The Court recognized that smartphones are increasingly ubiquitous, with modern consumers conducting significant business through mobile apps, including shopping, online banking, and health management. A reasonable smartphone user engaged in such e-commerce understands that by downloading apps and creating accounts, they are entering into contracts. Explicitly applying, for the first time, the standard of a “reasonably prudent smartphone user,” the Court held that, as a matter of California law, the design of the registration page on Uber’s mobile app provided “reasonable notice” to a smartphone user that he or she was entering into a contract, and that by clicking the “Register” button, Meyer unambiguously assented to Uber’s Terms.

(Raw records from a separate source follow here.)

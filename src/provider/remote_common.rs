//! Shared utilities for HTTP transports: status mapping and transport-error
//! conversion.

use crate::error::RelayError;

/// Map a non-success HTTP status and its body to a `RelayError`.
///
/// 400 and 413 bodies are inspected for context-overflow wording, since
/// most backends report an oversized prompt as a plain bad request.
pub(crate) fn status_error(provider_name: &str, status: u16, body: &str) -> RelayError {
    match status {
        429 => RelayError::RateLimited,
        401 | 403 => RelayError::Unauthorized,
        500..=599 => RelayError::Unavailable,
        400 | 413 => RelayError::classify_message(format!(
            "{} API error ({}): {}",
            provider_name, status, body
        )),
        _ => RelayError::ApiError(format!("{} API error: {}", provider_name, status)),
    }
}

/// Returns `Ok(response)` when the status is 2xx, otherwise reads the body
/// and maps it with [`status_error`].
pub(crate) async fn check_http_status(
    provider_name: &str,
    response: reqwest::Response,
) -> std::result::Result<reqwest::Response, RelayError> {
    let status = response.status();
    if status.is_success() {
        return Ok(response);
    }
    let body = response.text().await.unwrap_or_default();
    Err(status_error(provider_name, status.as_u16(), &body))
}

/// Convert a `reqwest` failure into the error taxonomy.
pub(crate) fn transport_error(e: reqwest::Error) -> RelayError {
    if e.is_timeout() {
        RelayError::Timeout
    } else {
        RelayError::ApiError(e.to_string())
    }
}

The Second Circuit’s ruling clarifies the standards for mobile contract formation and provides companies with important guidance for designing user interfaces that will support the enforceability of internet or app-based consumer contracts. The ruling does not, however, mean that businesses no longer have to worry about the validity of the contracts their customers execute through online or mobile applications. Consumers are not automatically on notice that they are entering into a contract merely because they have downloaded and used a smartphone application or completed an online transaction. The terms and conditions still must be conspicuous, and it must be clear when and how consumers assent to them. But the Second Circuit’s opinion recognized that the conspicuousness of the terms and the sufficiency of assent should be analyzed from the perspective of a reasonable person who engages in mobile contracting – someone, in other words, who would understand the import of hyperlinks and other common indicia of contract formation in the e-commerce era.

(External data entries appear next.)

//! The per-backend adapter: one struct, configured by a [`ProviderProfile`],
//! that composes the formatter, sanitizer, tool-call normalizer and retry
//! engine over an injected [`ProviderTransport`].

use crate::api::{ImageInput, ProviderKind, StopSequence};
use crate::config::AdapterConfig;
use crate::error::{Result, RelayError};
use crate::format::{MessageFormatter, SystemMessagePolicy};
use crate::reliability::{
    CircuitBreakerConfig, CircuitBreakerWrapper, Resolution, RetryEngine, RetryPolicy, RetryState,
};
use crate::stream::accumulate;
use crate::thinking::{OrphanClosePolicy, ThinkingSanitizer};
use crate::tool_calls::{NormalizedResponse, ToolCallNormalizer, ToolProsePolicy};
use crate::traits::{
    AdapterCapabilities, ChatAdapter, ChatRequest, NativeRequest, NativeResponse,
    ProviderTransport,
};
use async_trait::async_trait;
use std::sync::Arc;
use std::time::Instant;
use tokio_util::sync::CancellationToken;

/// Behavioral flags that distinguish one backend variant from another.
#[derive(Debug, Clone, Copy, PartialEq, Eq)]
pub struct ProviderProfile {
    /// Accepts tool definitions and can answer with native tool calls.
    pub native_tools: bool,
    /// Tool calls only come back from single-shot requests, so streaming is
    /// switched off whenever tools are attached.
    pub tools_require_single_shot: bool,
    /// Completions are consumed as an incremental token stream.
    pub streaming: bool,
    /// Stop sequences are forwarded to the backend. When `false` they are
    /// applied client-side.
    pub stop_sequences: bool,
    pub vision: bool,
    pub embeddings: bool,
    pub system_policy: SystemMessagePolicy,
    /// Multimodal history is flattened to text before sending.
    pub text_only: bool,
    pub orphan_close_policy: OrphanClosePolicy,
    /// `finish_reason == "length"` is reported as a context overflow.
    pub length_finish_is_overflow: bool,
    pub tool_prose_policy: ToolProsePolicy,
}

impl Default for ProviderProfile {
    fn default() -> Self {
        Self {
            native_tools: true,
            tools_require_single_shot: false,
            streaming: false,
            stop_sequences: true,
            vision: true,
            embeddings: false,
            system_policy: SystemMessagePolicy::Prepend,
            text_only: false,
            orphan_close_policy: OrphanClosePolicy::Reconstruct,
            length_finish_is_overflow: true,
            tool_prose_policy: ToolProsePolicy::DiscardProse,
        }
    }
}

impl ProviderProfile {
    pub fn for_kind(kind: ProviderKind) -> Self {
        let base = Self::default();
        match kind {
            ProviderKind::OpenAi | ProviderKind::Mistral | ProviderKind::Ollama => Self {
                embeddings: true,
                ..base
            },
            ProviderKind::Anthropic => Self {
                system_policy: SystemMessagePolicy::SideChannel,
                ..base
            },
            ProviderKind::Gemini => Self {
                embeddings: true,
                system_policy: SystemMessagePolicy::SideChannel,
                ..base
            },
            ProviderKind::Groq => Self {
                orphan_close_policy: OrphanClosePolicy::Retry,
                ..base
            },
            ProviderKind::DeepSeek => Self {
                vision: false,
                text_only: true,
                ..base
            },
            ProviderKind::OpenRouter => base,
            ProviderKind::Replicate => Self {
                native_tools: false,
                streaming: true,
                stop_sequences: false,
                vision: false,
                text_only: true,
                system_policy: SystemMessagePolicy::SideChannel,
                length_finish_is_overflow: false,
                ..base
            },
            ProviderKind::HuggingFace => Self {
                streaming: true,
                tools_require_single_shot: true,
                vision: false,
                text_only: true,
                ..base
            },
            ProviderKind::Qwen => Self {
                streaming: true,
                tools_require_single_shot: true,
                embeddings: true,
                ..base
            },
            ProviderKind::Grok => Self {
                stop_sequences: false,
                ..base
            },
        }
    }

    pub fn capabilities(&self) -> AdapterCapabilities {
        AdapterCapabilities {
            vision: self.vision,
            native_tools: self.native_tools,
            embeddings: self.embeddings,
            stop_sequences: self.stop_sequences,
            streaming: self.streaming,
        }
    }
}

/// A [`ChatAdapter`] for one backend.
///
/// Everything here is read-only after construction. Each call builds its own
/// [`RetryState`]; the only shared mutable piece is the circuit breaker,
/// which tracks backend health rather than request state.
pub struct ProviderAdapter {
    config: AdapterConfig,
    profile: ProviderProfile,
    transport: Arc<dyn ProviderTransport>,
    formatter: MessageFormatter,
    sanitizer: ThinkingSanitizer,
    normalizer: ToolCallNormalizer,
    engine: RetryEngine,
    breaker: CircuitBreakerWrapper,
}

impl ProviderAdapter {
    /// Adapter with the default profile for `config.provider`.
    pub fn new(config: AdapterConfig, transport: Arc<dyn ProviderTransport>) -> Self {
        let profile = ProviderProfile::for_kind(config.provider);
        Self::with_profile(config, profile, transport)
    }

    pub fn with_profile(
        config: AdapterConfig,
        profile: ProviderProfile,
        transport: Arc<dyn ProviderTransport>,
    ) -> Self {
        let engine = RetryEngine::new(
            config.provider.id(),
            RetryPolicy {
                shrink_on_overflow: true,
                rate_limit: config.rate_limit.clone(),
                timeout: config.timeout,
            },
        );
        Self {
            formatter: MessageFormatter::new(profile.system_policy, profile.text_only),
            sanitizer: ThinkingSanitizer::default(),
            normalizer: ToolCallNormalizer::new(profile.tool_prose_policy),
            breaker: CircuitBreakerWrapper::new(CircuitBreakerConfig::default()),
            engine,
            config,
            profile,
            transport,
        }
    }

    pub fn with_circuit_breaker(mut self, config: CircuitBreakerConfig) -> Self {
        self.breaker = CircuitBreakerWrapper::new(config);
        self
    }

    pub fn config(&self) -> &AdapterConfig {
        &self.config
    }

    pub fn profile(&self) -> &ProviderProfile {
        &self.profile
    }

    /// [`ChatAdapter::embed`] with an external cancellation token.
    pub async fn embed_with_cancellation(
        &self,
        text: &str,
        cancel: Option<&CancellationToken>,
    ) -> Result<Vec<f32>> {
        let start = Instant::now();
        if !self.profile.embeddings {
            self.record("embed", "error", start);
            return Err(RelayError::Unsupported(format!(
                "{} does not offer embeddings",
                self.config.provider
            )));
        }

        let res = self
            .engine
            .with_rate_limit_backoff(cancel, || {
                self.breaker.call(|| {
                    self.engine
                        .within_timeout(self.transport.embed(&self.config.model, text))
                })
            })
            .await
            .and_then(|vector| {
                if vector.is_empty() {
                    Err(RelayError::ProviderFault("empty embedding".to_string()))
                } else {
                    Ok(vector)
                }
            });

        self.record("embed", if res.is_ok() { "vector" } else { "error" }, start);
        res
    }

    /// One provider call for `state`: format, send, normalize.
    async fn attempt(&self, state: RetryState) -> Result<NormalizedResponse> {
        let conversation = match &state.image {
            Some(image) => {
                self.formatter
                    .format_vision(&state.turns, &state.system_message, image)
            }
            None => self.formatter.format(&state.turns, &state.system_message),
        };

        let with_tools = !state.tools.is_empty();
        let request = NativeRequest {
            model: self.config.model.clone(),
            turns: conversation.turns,
            system: conversation.system,
            stop: state.stop.clone().filter(|_| self.profile.stop_sequences),
            tools: state.tools.clone(),
            stream: self.profile.streaming
                && !(with_tools && self.profile.tools_require_single_shot),
        };

        tracing::debug!(
            provider = %self.config.provider,
            attempt = state.attempt,
            turns = request.turns.len(),
            stream = request.stream,
            tools = request.tools.len(),
            "Sending request"
        );

        let stop = state.stop.as_ref();
        let response = self
            .breaker
            .call(|| self.engine.within_timeout(self.call_transport(&request, stop)))
            .await?;
        self.normalize(response, stop)
    }

    async fn call_transport(
        &self,
        request: &NativeRequest,
        stop: Option<&StopSequence>,
    ) -> Result<NativeResponse> {
        if request.stream {
            let events = self.transport.stream(request).await?;
            let text = accumulate(events, stop).await?;
            Ok(NativeResponse::text(text))
        } else {
            self.transport.complete(request).await
        }
    }

    /// Tool calls short-circuit; otherwise the text is checked for overflow,
    /// emptiness and reasoning defects before it is returned.
    fn normalize(
        &self,
        response: NativeResponse,
        stop: Option<&StopSequence>,
    ) -> Result<NormalizedResponse> {
        if !response.tool_calls.is_empty() {
            return Ok(NormalizedResponse::ToolCalls(
                self.normalizer
                    .normalize(&response.tool_calls, response.text.as_deref()),
            ));
        }

        if self.profile.length_finish_is_overflow
            && response.finish_reason.as_deref() == Some("length")
        {
            return Err(RelayError::ContextLengthExceeded(
                "finish_reason=length".to_string(),
            ));
        }

        let raw = response
            .text
            .filter(|text| !text.trim().is_empty())
            .ok_or_else(|| RelayError::ProviderFault("empty completion".to_string()))?;

        let sanitized = self.sanitizer.sanitize(&raw);
        if sanitized.partial {
            return Err(RelayError::TransientOutputDefect(
                "unterminated reasoning block".to_string(),
            ));
        }
        if sanitized.reconstructed && self.profile.orphan_close_policy == OrphanClosePolicy::Retry
        {
            return Err(RelayError::TransientOutputDefect(
                "reasoning block without opening marker".to_string(),
            ));
        }

        let mut clean = sanitized.clean;
        if let Some(stop) = stop.filter(|_| !self.profile.stop_sequences) {
            clean = stop.truncate(&clean).trim_end().to_string();
        }
        if clean.trim().is_empty() {
            return Err(RelayError::TransientOutputDefect(
                "reasoning without an answer".to_string(),
            ));
        }
        Ok(NormalizedResponse::Text(clean))
    }

    fn finish(
        &self,
        operation: &'static str,
        res: Result<Resolution<NormalizedResponse>>,
        start: Instant,
    ) -> Result<String> {
        let (status, out) = match res {
            Ok(Resolution::Answer(response)) => {
                let status = if response.is_tool_calls() {
                    "tool_calls"
                } else {
                    "text"
                };
                (status, Ok(response.into_wire()))
            }
            Ok(Resolution::Fallback(fallback)) => ("fallback", Ok(fallback.message().to_string())),
            Err(e) => ("error", Err(e)),
        };
        self.record(operation, status, start);
        out
    }

    fn record(&self, operation: &'static str, status: &'static str, start: Instant) {
        metrics::histogram!(
            "relay_request.duration_seconds",
            "provider" => self.config.provider.id(),
            "operation" => operation
        )
        .record(start.elapsed().as_secs_f64());

        metrics::counter!(
            "relay_request.total",
            "provider" => self.config.provider.id(),
            "operation" => operation,
            "status" => status
        )
        .increment(1);
    }
}

#[async_trait]
impl ChatAdapter for ProviderAdapter {
    fn provider_id(&self) -> &str {
        self.config.provider.id()
    }

    fn capabilities(&self) -> AdapterCapabilities {
        self.profile.capabilities()
    }

    async fn send_request(&self, request: ChatRequest) -> Result<String> {
        let start = Instant::now();
        let ChatRequest {
            turns,
            system_message,
            stop,
            tools,
            cancel,
        } = request;
        let tools = tools.unwrap_or_default();

        if !tools.is_empty() && !self.profile.native_tools {
            self.record("chat", "error", start);
            return Err(RelayError::Unsupported(format!(
                "{} does not support native tool calling",
                self.config.provider
            )));
        }

        let state = RetryState::new(turns, system_message, self.config.defect_retry.max_attempts)
            .with_stop(stop)
            .with_tools(tools);
        let res = self
            .engine
            .execute(state, cancel.as_ref(), |state| self.attempt(state))
            .await;
        self.finish("chat", res, start)
    }

    async fn send_vision_request(
        &self,
        request: ChatRequest,
        image: ImageInput,
    ) -> Result<String> {
        let start = Instant::now();
        if !self.profile.vision {
            self.record("vision", "error", start);
            return Err(RelayError::Unsupported(format!(
                "{} does not accept image input",
                self.config.provider
            )));
        }

        let state = RetryState::new(
            request.turns,
            request.system_message,
            self.config.defect_retry.max_attempts,
        )
        .with_stop(request.stop)
        .with_image(image);
        let res = self
            .engine
            .execute(state, request.cancel.as_ref(), |state| self.attempt(state))
            .await;
        self.finish("vision", res, start)
    }

    async fn embed(&self, text: &str) -> Result<Vec<f32>> {
        self.embed_with_cancellation(text, None).await
    }
}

Now is a good time for businesses to review their online and mobile contracting practices. Make sure that your terms and conditions are highly visible on an uncluttered page or screen. Also make sure that users are required to affirmatively indicate their assent to the terms, either by clicking a button or checking a box, before engaging in any of the activities you intend to have governed by the contract. For mobile phone applications, the terms (or a link to them), along with a way to indicate assent, should be the only things displayed on the screen at the time of contract formation. Finally, while not necessarily required, requiring users to actually scroll through all the terms, and affirmatively indicate that they have read them and agree to them, goes a long way towards ensuring that users are on clear notice of the terms and have objectively assented to them.
1 Meyer v. Kalanick, Nos. 16-2750-cv, 16-2752-cv (2nd Cir. Aug. 17, 2017).
2 Meyer v. Kalanick, 200 F. Supp. 3d 408 (S.D.N.Y. 2016).